La loi de financement de la sécurité sociale pour 2009 du 17 décembre 2008 généralise la prise en charge des trajets domicile-travail. Le dispositif comporte deux volets :

>> Obligation pour l’employeur de prendre en charge les titres d’abonnement aux transports collectifs souscrits par les salariés. Il s’agit d’une extension à toutes les entreprises du territoire français de ce qui est jusqu’alors applicable à la seule région île de France. L’obligation de prise en charge couvre également les frais d’abonnement de location de vélos. La prise en charge s’effectue à hauteur d’au moins 50% du prix des abonnements de transport en commun tarif 2ème classe.

Régime social :
exonération de cotisations sociales et de CSG CRDS. Rien ne s’oppose à ce que l’employeur prenne en charge la part facultative au-delà de  la fraction légale de 50%. Dans ce cas  le montant sera exonéré dans la limite des frais réellement engagés.

Régime fiscal : exonération de l’impôt sur le revenu  à hauteur de la fraction légale de 50%. Les sommes que l’employeur prendra en charge en sus de l’obligation légale constituent un complément de rémunération imposable.

>> A titre facultatif, l’employeur peut prendre en charge les frais de carburant liés à l’utilisation par les salariés de leur véhicule personnel pour le trajet domicile-travail. Ce deuxième volet concerne les salariés qui ont leur résidence habituelle ou leur lieu de travail en dehors d’un périmètre de transports urbains ou dont les horaires de travail ne permettent pas d’utiliser un mode collectif de transport. Cette prise en charge facultative devra être mise en place par accord collectif ou par décision unilatérale de l’employeur pour les entreprises dépourvue de section syndicale,  après consultation du C.E. ou des D.P.

Régime social et fiscal : cette prise en charge facultative est exonérée de cotisations sociales et d’impôt sur le revenu dans la limite de 200 euros par an.

                                         Création d’un forfait social


Le projet de loi de financement de la sécurité sociale pour 2009 prévoit de taxer certains éléments de rémunération qui étaient auparavant exclus de l’assiette des cotisations de sécurité sociale.
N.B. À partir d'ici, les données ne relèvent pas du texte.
//! IFS Cloud domain clients.

pub mod assets;
pub mod documents;
pub mod fault_reports;
pub mod hse;
pub mod materials;
pub mod meter_readings;
pub mod persons;
pub mod service_contracts;
pub mod sites;
pub mod task_steps;
pub mod time_entries;
pub mod work_orders;

// Re-export commonly used types
pub use assets::AssetsClient;
pub use documents::DocumentsClient;
pub use fault_reports::FaultReportsClient;
pub use hse::HseClient;
pub use materials::MaterialsClient;
pub use meter_readings::MeterReadingsClient;
pub use persons::PersonsClient;
pub use service_contracts::ServiceContractsClient;
pub use sites::SitesClient;
pub use task_steps::TaskStepsClient;
pub use time_entries::TimeEntriesClient;
pub use work_orders::WorkOrdersClient;

use chrono::{SecondsFormat, Utc};

use crate::odata::quote;

/// Current time in the millisecond ISO 8601 form IFS accepts.
pub(crate) fn now_iso() -> String {
    Utc::now().to_rfc3339_opts(SecondsFormat::Millis, true)
}

/// `Objversion gt datetime'…'` clause for "modified since" filters.
pub(crate) fn since_clause(since: Option<&str>) -> Option<String> {
    since.map(|s| format!("Objversion gt datetime{}", quote(s)))
}

/// `(contains(A,'t') or contains(B,'t'))` over the given fields.
pub(crate) fn search_clause(fields: &[&str], term: &str) -> String {
    let quoted = quote(term);
    let parts: Vec<String> = fields
        .iter()
        .map(|f| format!("contains({},{})", f, quoted))
        .collect();
    format!("({})", parts.join(" or "))
}

/// First `max` characters of `s`.
pub(crate) fn excerpt(s: &str, max: usize) -> String {
    s.chars().take(max).collect()
}

#[cfg(test)]
mod tests {
    use super::*;

    #[test]
    fn test_since_clause() {
        assert_eq!(
            since_clause(Some("2024-01-01T00:00:00Z")).as_deref(),
            Some("Objversion gt datetime'2024-01-01T00:00:00Z'")
        );
        assert_eq!(since_clause(None), None);
    }

    #[test]
    fn test_search_clause() {
        assert_eq!(
            search_clause(&["PartNo", "Description"], "valve"),
            "(contains(PartNo,'valve') or contains(Description,'valve'))"
        );
    }

    #[test]
    fn test_excerpt() {
        assert_eq!(excerpt("abcdef", 3), "abc");
        assert_eq!(excerpt("ab", 3), "ab");
    }

    #[test]
    fn test_now_iso_shape() {
        let now = now_iso();
        assert!(now.ends_with('Z'));
        assert_eq!(now.len(), "2024-01-01T00:00:00.000Z".len());
    }
}
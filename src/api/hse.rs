//! Health, safety and environment incidents.

use serde_json::{json, Map};

use crate::api::now_iso;
use crate::client::IfsClient;
use crate::error::ApiError;
use crate::mappings::{projections, Priority};

/// An incident to report.
#[derive(Debug, Clone)]
pub struct HseIncident {
    pub incident_type: String,
    pub description: String,
    pub severity: Priority,
    pub location: String,
    pub incident_date: Option<String>,
    pub reported_by: Option<String>,
    pub work_order: Option<i64>,
}

/// HSE API client.
#[derive(Clone)]
pub struct HseClient {
    client: IfsClient,
}

impl HseClient {
    pub fn new(client: IfsClient) -> Self {
        Self { client }
    }

    pub async fn report_incident(&self, incident: &HseIncident) -> Result<(), ApiError> {
        let connection = self.client.connection()?;
        let mut payload = Map::new();
        if let Some(ref company) = connection.default_company {
            payload.insert("Company".into(), json!(company));
        }
        payload.insert("IncidentType".into(), json!(incident.incident_type));
        payload.insert("Description".into(), json!(incident.description));
        payload.insert("SeverityLevel".into(), json!(capitalize(incident.severity.as_str())));
        payload.insert("Location".into(), json!(incident.location));
        payload.insert(
            "ReportedBy".into(),
            json!(incident.reported_by.as_deref().unwrap_or("MCP")),
        );
        payload.insert(
            "IncidentDate".into(),
            json!(incident.incident_date.clone().unwrap_or_else(now_iso)),
        );
        if let Some(wo_no) = incident.work_order {
            payload.insert("WoNo".into(), json!(wo_no));
        }

        self.client.create_record(projections::HSE, &payload).await?;
        Ok(())
    }
}

fn capitalize(s: &str) -> String {
    let mut chars = s.chars();
    match chars.next() {
        Some(first) => first.to_uppercase().chain(chars).collect(),
        None => String::new(),
    }
}
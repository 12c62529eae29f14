//! Document references attached to IFS entities.

use rmcp::schemars::{self, JsonSchema};
use serde::{Deserialize, Serialize};
use serde_json::{json, Map};

use crate::client::IfsClient;
use crate::error::ApiError;
use crate::mappings::projections;

#[derive(Debug, Clone, Copy, PartialEq, Eq, Default, Serialize, Deserialize, JsonSchema)]
#[serde(rename_all = "SCREAMING_SNAKE_CASE")]
pub enum DocClass {
    #[default]
    WorkOrder,
    Equipment,
    FaultReport,
}

impl DocClass {
    pub fn as_str(self) -> &'static str {
        match self {
            DocClass::WorkOrder => "WORK_ORDER",
            DocClass::Equipment => "EQUIPMENT",
            DocClass::FaultReport => "FAULT_REPORT",
        }
    }
}

/// A document reference. Binary uploads are not supported.
#[derive(Debug, Clone)]
pub struct DocumentReference {
    pub doc_class: DocClass,
    pub doc_no: String,
    pub title: String,
    /// IFS logical unit of the parent, e.g. `ActiveSeparate`.
    pub entity_type: String,
    /// Parent key, e.g. `WO_NO=750^`.
    pub key_ref: String,
    pub file_name: Option<String>,
}

/// Documents API client.
#[derive(Clone)]
pub struct DocumentsClient {
    client: IfsClient,
}

impl DocumentsClient {
    pub fn new(client: IfsClient) -> Self {
        Self { client }
    }

    pub async fn attach_document(&self, doc: &DocumentReference) -> Result<(), ApiError> {
        let mut payload = Map::new();
        payload.insert("DocClass".into(), json!(doc.doc_class.as_str()));
        payload.insert("DocNo".into(), json!(doc.doc_no));
        payload.insert("Title".into(), json!(doc.title));
        payload.insert("LuName".into(), json!(doc.entity_type));
        payload.insert("KeyRef".into(), json!(doc.key_ref));
        if let Some(ref file_name) = doc.file_name {
            payload.insert("FileName".into(), json!(file_name));
        }

        self.client
            .create_record(projections::DOCUMENTS, &payload)
            .await?;
        Ok(())
    }
}
//! Sites (company site contracts).

use serde::{Deserialize, Serialize};

use crate::client::IfsClient;
use crate::error::ApiError;
use crate::mappings::projections;
use crate::odata::ODataQuery;

#[derive(Debug, Deserialize)]
#[serde(rename_all = "PascalCase")]
struct SiteRow {
    contract: Option<String>,
    description: Option<String>,
    company: Option<String>,
}

/// Site entity.
#[derive(Debug, Clone, Serialize)]
pub struct Site {
    pub contract: Option<String>,
    pub name: Option<String>,
    pub company: Option<String>,
}

impl From<SiteRow> for Site {
    fn from(row: SiteRow) -> Self {
        Self {
            name: row.description.or_else(|| row.contract.clone()),
            contract: row.contract,
            company: row.company,
        }
    }
}

/// Sites API client.
#[derive(Clone)]
pub struct SitesClient {
    client: IfsClient,
}

impl SitesClient {
    pub fn new(client: IfsClient) -> Self {
        Self { client }
    }

    /// List sites with their owning company.
    pub async fn list_sites(&self, limit: u32) -> Result<Vec<Site>, ApiError> {
        let query = ODataQuery::new()
            .select("Contract,Description,Company")
            .top(limit);
        let rows = self
            .client
            .fetch_collection::<SiteRow>(projections::SITES, &query)
            .await?;
        Ok(rows.value.into_iter().map(Site::from).collect())
    }
}

#[cfg(test)]
mod tests {
    use super::*;
    use crate::client::test_support::client_for;
    use serde_json::json;
    use wiremock::matchers::{method, path, query_param};
    use wiremock::{Mock, MockServer, ResponseTemplate};

    #[tokio::test]
    async fn test_list_sites_falls_back_to_contract_name() {
        let server = MockServer::start().await;
        let client = client_for(&server, "T1").await;
        Mock::given(method("GET"))
            .and(path(projections::SITES))
            .and(query_param("$select", "Contract,Description,Company"))
            .and(query_param("$top", "100"))
            .respond_with(ResponseTemplate::new(200).set_body_json(json!({
                "value": [
                    {"Contract": "2501", "Description": "Oslo Plant", "Company": "10"},
                    {"Contract": "2502", "Company": "10"}
                ]
            })))
            .expect(1)
            .mount(&server)
            .await;

        let sites = SitesClient::new(client).list_sites(100).await.unwrap();
        assert_eq!(sites.len(), 2);
        assert_eq!(sites[0].name.as_deref(), Some("Oslo Plant"));
        assert_eq!(sites[1].name.as_deref(), Some("2502"));
    }
}
//! Configuration management for IFS Cloud MCP Server.

use serde::{Deserialize, Serialize};
use std::path::Path;
use std::time::Duration;

use crate::error::ConfigError;

/// Main configuration structure.
#[derive(Clone, Deserialize, Serialize)]
pub struct Config {
    /// IFS Cloud base URL (e.g. "https://your-instance.ifs.cloud")
    pub base_url: String,

    /// OAuth2 token endpoint
    pub token_url: String,

    /// OAuth2 client ID
    pub client_id: String,

    /// OAuth2 client secret
    pub client_secret: String,

    /// OAuth2 scope, sent only when present
    #[serde(default)]
    pub scope: Option<String>,

    /// Company used when a tool call does not name one
    #[serde(default)]
    pub default_company: Option<String>,

    /// Site contract used when a tool call does not name one
    #[serde(default)]
    pub default_site: Option<String>,

    /// Enable debug mode for tool-call tracing
    #[serde(default)]
    pub debug: bool,

    /// HTTP request timeout in milliseconds
    #[serde(default = "default_timeout_ms")]
    pub timeout_ms: u64,

    /// Refresh a cached token this long before it expires (seconds)
    #[serde(default = "default_token_buffer")]
    pub token_refresh_buffer_seconds: u64,
}

fn default_timeout_ms() -> u64 {
    30_000
}

fn default_token_buffer() -> u64 {
    60
}

/// Upper bound for `token_refresh_buffer_seconds` (one day).
const MAX_TOKEN_BUFFER_SECS: u64 = 86_400;

/// OAuth2 client-credentials settings.
#[derive(Clone, PartialEq, Eq)]
pub struct OAuth2Credentials {
    pub token_url: String,
    pub client_id: String,
    pub client_secret: String,
    pub scope: Option<String>,
}

impl std::fmt::Debug for OAuth2Credentials {
    fn fmt(&self, f: &mut std::fmt::Formatter<'_>) -> std::fmt::Result {
        f.debug_struct("OAuth2Credentials")
            .field("token_url", &self.token_url)
            .field("client_id", &self.client_id)
            .field("client_secret", &"<redacted>")
            .field("scope", &self.scope)
            .finish()
    }
}

/// Immutable connection settings handed to the request dispatcher.
#[derive(Debug, Clone)]
pub struct ConnectionConfig {
    pub base_url: String,
    pub timeout: Duration,
    pub credentials: OAuth2Credentials,
    pub token_buffer: chrono::Duration,
    pub default_company: Option<String>,
    pub default_site: Option<String>,
}

impl ConnectionConfig {
    /// Connection with default timeout and refresh buffer.
    pub fn new(base_url: impl Into<String>, credentials: OAuth2Credentials) -> Self {
        Self {
            base_url: base_url.into().trim_end_matches('/').to_string(),
            timeout: Duration::from_millis(default_timeout_ms()),
            credentials,
            token_buffer: chrono::Duration::seconds(default_token_buffer() as i64),
            default_company: None,
            default_site: None,
        }
    }

    pub fn with_timeout(mut self, timeout: Duration) -> Self {
        self.timeout = timeout;
        self
    }

    pub fn timeout_ms(&self) -> u64 {
        self.timeout.as_millis() as u64
    }
}

impl Config {
    /// Load configuration from a file path.
    pub fn load<P: AsRef<Path>>(path: P) -> Result<Self, ConfigError> {
        let content = std::fs::read_to_string(path)?;
        let config: Config = serde_json::from_str(&content)?;
        config.validate()?;
        Ok(config)
    }

    /// Build configuration from the `IFS_*` environment variables.
    pub fn from_env() -> Result<Self, ConfigError> {
        Self::from_lookup(|key| std::env::var(key).ok())
    }

    /// Build configuration from any key lookup. Empty values count as unset.
    pub fn from_lookup<F>(lookup: F) -> Result<Self, ConfigError>
    where
        F: Fn(&str) -> Option<String>,
    {
        let get = |key: &str| lookup(key).filter(|v| !v.trim().is_empty());
        let require =
            |key: &str| get(key).ok_or_else(|| ConfigError::MissingField(key.to_string()));

        let timeout_ms = match get("IFS_TIMEOUT") {
            Some(raw) => raw.trim().parse::<u64>().map_err(|_| {
                ConfigError::Invalid(format!("IFS_TIMEOUT must be milliseconds, got '{}'", raw))
            })?,
            None => default_timeout_ms(),
        };

        let config = Config {
            base_url: require("IFS_BASE_URL")?,
            token_url: require("IFS_TOKEN_URL")?,
            client_id: require("IFS_CLIENT_ID")?,
            client_secret: require("IFS_CLIENT_SECRET")?,
            scope: get("IFS_SCOPE"),
            default_company: get("IFS_DEFAULT_COMPANY"),
            default_site: get("IFS_DEFAULT_SITE"),
            debug: false,
            timeout_ms,
            token_refresh_buffer_seconds: default_token_buffer(),
        };
        config.validate()?;
        Ok(config)
    }

    /// Validate configuration values.
    fn validate(&self) -> Result<(), ConfigError> {
        for (name, value) in [
            ("base_url", &self.base_url),
            ("token_url", &self.token_url),
            ("client_id", &self.client_id),
            ("client_secret", &self.client_secret),
        ] {
            if value.trim().is_empty() {
                return Err(ConfigError::MissingField(name.into()));
            }
        }

        for (name, url) in [("base_url", &self.base_url), ("token_url", &self.token_url)] {
            if !(url.starts_with("https://") || url.starts_with("http://")) {
                return Err(ConfigError::Invalid(format!(
                    "{} must be an http(s) URL, got '{}'",
                    name, url
                )));
            }
        }

        if self.timeout_ms == 0 {
            return Err(ConfigError::Invalid("timeout_ms must be greater than zero".into()));
        }

        if self.token_refresh_buffer_seconds > MAX_TOKEN_BUFFER_SECS {
            return Err(ConfigError::Invalid(format!(
                "token_refresh_buffer_seconds must be at most {}, got {}",
                MAX_TOKEN_BUFFER_SECS, self.token_refresh_buffer_seconds
            )));
        }

        Ok(())
    }

    /// OAuth2 settings for the token endpoint.
    pub fn credentials(&self) -> OAuth2Credentials {
        OAuth2Credentials {
            token_url: self.token_url.clone(),
            client_id: self.client_id.clone(),
            client_secret: self.client_secret.clone(),
            scope: self.scope.clone(),
        }
    }

    /// Derive the immutable connection settings.
    pub fn connection(&self) -> ConnectionConfig {
        ConnectionConfig {
            base_url: self.base_url.trim_end_matches('/').to_string(),
            timeout: Duration::from_millis(self.timeout_ms),
            credentials: self.credentials(),
            token_buffer: chrono::Duration::seconds(self.token_refresh_buffer_seconds as i64),
            default_company: self.default_company.clone(),
            default_site: self.default_site.clone(),
        }
    }
}

impl std::fmt::Debug for Config {
    fn fmt(&self, f: &mut std::fmt::Formatter<'_>) -> std::fmt::Result {
        f.debug_struct("Config")
            .field("base_url", &self.base_url)
            .field("token_url", &self.token_url)
            .field("client_id", &self.client_id)
            .field("scope", &self.scope)
            .field("default_company", &self.default_company)
            .field("default_site", &self.default_site)
            .field("timeout_ms", &self.timeout_ms)
            .finish_non_exhaustive()
    }
}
En effet, les employeurs devront verser une contribution de 2 % sur :

- Les sommes versées au titre de l’intéressement, du supplément d’intéressement et de l’intéressement de projet ;
- Les sommes versées au titre de la participation et du supplément de participation ;
- L’abondement de l’employeur aux plans d’épargne salariale (PEE et PERCO) ;
- Les contributions patronales au financement des régimes de retraite supplémentaire.
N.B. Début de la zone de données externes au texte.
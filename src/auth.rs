//! OAuth2 client credentials authentication for IFS Cloud.

use chrono::{DateTime, Duration, Utc};
use reqwest::Client;
use serde::Deserialize;
use std::sync::Arc;
use tokio::sync::{Mutex, RwLock};

use crate::config::{ConnectionConfig, OAuth2Credentials};
use crate::error::AuthError;

/// Lifetime assumed when the token endpoint omits `expires_in`.
const DEFAULT_EXPIRES_IN_SECS: i64 = 3600;

/// OAuth2 token response.
#[derive(Debug, Deserialize)]
struct TokenResponse {
    access_token: String,
    #[serde(default = "default_token_type")]
    token_type: String,
    #[serde(default, deserialize_with = "whole_seconds")]
    expires_in: Option<i64>,
}

/// Accept any JSON number for `expires_in`, truncated to whole seconds.
fn whole_seconds<'de, D>(deserializer: D) -> Result<Option<i64>, D::Error>
where
    D: serde::Deserializer<'de>,
{
    Ok(Option::<f64>::deserialize(deserializer)?.map(|secs| secs.trunc() as i64))
}

fn default_token_type() -> String {
    "Bearer".to_string()
}

/// Cached token with expiration tracking.
#[derive(Clone)]
pub struct AccessToken {
    pub value: String,
    pub token_type: String,
    pub expires_at: DateTime<Utc>,
}

impl AccessToken {
    fn from_response(response: TokenResponse, issued_at: DateTime<Utc>) -> Self {
        let expires_in = response.expires_in.unwrap_or(DEFAULT_EXPIRES_IN_SECS);
        // Lifetimes past chrono's range never expire in practice.
        let expires_at = Duration::try_seconds(expires_in)
            .and_then(|lifetime| issued_at.checked_add_signed(lifetime))
            .unwrap_or(DateTime::<Utc>::MAX_UTC);
        Self {
            value: response.access_token,
            token_type: response.token_type,
            expires_at,
        }
    }

    /// Check if token is expired (with buffer).
    fn is_expired(&self, buffer: Duration) -> bool {
        Utc::now() + buffer >= self.expires_at
    }
}

impl std::fmt::Debug for AccessToken {
    fn fmt(&self, f: &mut std::fmt::Formatter<'_>) -> std::fmt::Result {
        f.debug_struct("AccessToken")
            .field("token_type", &self.token_type)
            .field("expires_at", &self.expires_at)
            .finish_non_exhaustive()
    }
}

/// Process-local cache of one client-credentials token.
///
/// Refreshes are single-flight: callers that find the cache stale queue on
/// `refresh_lock` and re-check the cache once they hold it, so a burst of
/// requests against an expired token produces one token request.
#[derive(Clone)]
pub struct TokenCache {
    http_client: Client,
    token_cache: Arc<RwLock<Option<AccessToken>>>,
    refresh_lock: Arc<Mutex<()>>,
}

impl TokenCache {
    pub fn new(http_client: Client) -> Self {
        Self {
            http_client,
            token_cache: Arc::new(RwLock::new(None)),
            refresh_lock: Arc::new(Mutex::new(())),
        }
    }

    /// Get a valid access token, refreshing if necessary.
    pub async fn get_token(&self, connection: &ConnectionConfig) -> Result<String, AuthError> {
        if let Some(token) = self.cached(connection.token_buffer).await {
            return Ok(token);
        }

        let _guard = self.refresh_lock.lock().await;

        // Another caller may have refreshed while we waited.
        if let Some(token) = self.cached(connection.token_buffer).await {
            return Ok(token);
        }

        let fetch = self.fetch_token(&connection.credentials);
        let token = tokio::time::timeout(connection.timeout, fetch)
            .await
            .map_err(|_| AuthError::Timeout {
                timeout_ms: connection.timeout_ms(),
            })??;

        let value = token.value.clone();
        *self.token_cache.write().await = Some(token);
        Ok(value)
    }

    /// Discard the cached token; the next `get_token` always hits the endpoint.
    pub async fn clear(&self) {
        let mut cache = self.token_cache.write().await;
        if cache.take().is_some() {
            tracing::debug!("Cleared cached access token");
        }
    }

    async fn cached(&self, buffer: Duration) -> Option<String> {
        let cache = self.token_cache.read().await;
        cache
            .as_ref()
            .filter(|t| !t.is_expired(buffer))
            .map(|t| t.value.clone())
    }

    /// Fetch a new token from the OAuth2 token endpoint.
    async fn fetch_token(&self, credentials: &OAuth2Credentials) -> Result<AccessToken, AuthError> {
        tracing::debug!(token_url = %credentials.token_url, "Fetching OAuth2 token");

        let mut form = vec![
            ("grant_type", "client_credentials"),
            ("client_id", credentials.client_id.as_str()),
            ("client_secret", credentials.client_secret.as_str()),
        ];
        if let Some(ref scope) = credentials.scope {
            form.push(("scope", scope.as_str()));
        }

        let issued_at = Utc::now();
        let response = self
            .http_client
            .post(&credentials.token_url)
            .form(&form)
            .send()
            .await?;

        let status = response.status();
        if !status.is_success() {
            let body = response.text().await.unwrap_or_default();
            tracing::warn!(%status, "OAuth2 token request rejected");
            return Err(AuthError::TokenRequestFailed { status, body });
        }

        let token_response: TokenResponse = response.json().await.map_err(|e| {
            AuthError::TokenParse(format!("Failed to parse token response: {}", e))
        })?;

        if token_response.access_token.is_empty() {
            return Err(AuthError::TokenParse(
                "Token endpoint returned an empty access_token".to_string(),
            ));
        }

        let token = AccessToken::from_response(token_response, issued_at);
        tracing::debug!(
            expires_at = %token.expires_at.format("%Y-%m-%d %H:%M:%S UTC"),
            "Token acquired"
        );
        Ok(token)
    }

    #[cfg(test)]
    async fn snapshot(&self) -> Option<AccessToken> {
        self.token_cache.read().await.clone()
    }
}

impl std::fmt::Debug for TokenCache {
    fn fmt(&self, f: &mut std::fmt::Formatter<'_>) -> std::fmt::Result {
        f.debug_struct("TokenCache").finish_non_exhaustive()
    }
}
En revanche, cette contribution ne s’applique pas :

     - Aux contributions de prévoyance complémentaire,
     - Aux attributions de stock options et d’actions gratuites,
     - Aux indemnités versées en cas de rupture du contrat de travail,
     - Aux contributions aux chèques-vacances dans les entreprises de moins de 50 salariés.

Cette contribution prendrait effet le 1er janvier 2009.